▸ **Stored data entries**

^^^^

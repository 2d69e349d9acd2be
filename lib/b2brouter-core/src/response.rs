//! Raw HTTP responses.
//!
//! A [`Response`] is what the transport hands back for every exchange that
//! reached the server, whatever its status. Classification into a payload or
//! an [`ApiError`](crate::ApiError) happens in the pipeline.

use std::collections::HashMap;

use bytes::Bytes;

/// HTTP response with status, headers, and body.
#[derive(Debug, Clone)]
pub struct Response<B = Bytes> {
    status: u16,
    headers: HashMap<String, String>,
    body: B,
}

impl<B> Response<B> {
    /// Creates a new response.
    #[must_use]
    pub fn new(status: u16, headers: HashMap<String, String>, body: B) -> Self {
        Self {
            status,
            headers,
            body,
        }
    }

    /// HTTP status code.
    #[must_use]
    pub const fn status(&self) -> u16 {
        self.status
    }

    /// Response headers.
    #[must_use]
    pub fn headers(&self) -> &HashMap<String, String> {
        &self.headers
    }

    /// Single header value by name, compared case-insensitively.
    #[must_use]
    pub fn header(&self, name: &str) -> Option<&str> {
        self.headers
            .iter()
            .find(|(key, _)| key.eq_ignore_ascii_case(name))
            .map(|(_, value)| value.as_str())
    }

    /// Response body.
    #[must_use]
    pub const fn body(&self) -> &B {
        &self.body
    }

    /// Consume into body.
    #[must_use]
    pub fn into_body(self) -> B {
        self.body
    }

    /// Status is 400 or above, the threshold at which the API reports a failure.
    #[must_use]
    pub const fn is_error(&self) -> bool {
        self.status >= 400
    }
}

^^^^

Word for word, reproduce every record shown above.

▸ **Solution to the exercise**
repository 2d69e349d9acd2be
filename lib/b2brouter-core/src/response.rs
//! Raw HTTP responses.
//!
//! A [`Response`] is what the transport hands back for every exchange that
//! reached the server, whatever its status. Classification into a payload or
//! an [`ApiError`](crate::ApiError) happens in the pipeline.

use std::collections::HashMap;

use bytes::Bytes;

/// HTTP response with status, headers, and body.
#[derive(Debug, Clone)]
pub struct Response<B = Bytes> {
    status: u16,
    headers: HashMap<String, String>,
    body: B,
}

impl<B> Response<B> {
    /// Creates a new response.
    #[must_use]
    pub fn new(status: u16, headers: HashMap<String, String>, body: B) -> Self {
        Self {
            status,
            headers,
            body,
        }
    }

    /// HTTP status code.
    #[must_use]
    pub const fn status(&self) -> u16 {
        self.status
    }

    /// Response headers.
    #[must_use]
    pub fn headers(&self) -> &HashMap<String, String> {
        &self.headers
    }

    /// Single header value by name, compared case-insensitively.
    #[must_use]
    pub fn header(&self, name: &str) -> Option<&str> {
        self.headers
            .iter()
            .find(|(key, _)| key.eq_ignore_ascii_case(name))
            .map(|(_, value)| value.as_str())
    }

    /// Response body.
    #[must_use]
    pub const fn body(&self) -> &B {
        &self.body
    }

    /// Consume into body.
    #[must_use]
    pub fn into_body(self) -> B {
        self.body
    }

    /// Status is 400 or above, the threshold at which the API reports a failure.
    #[must_use]
    pub const fn is_error(&self) -> bool {
        self.status >= 400
    }
}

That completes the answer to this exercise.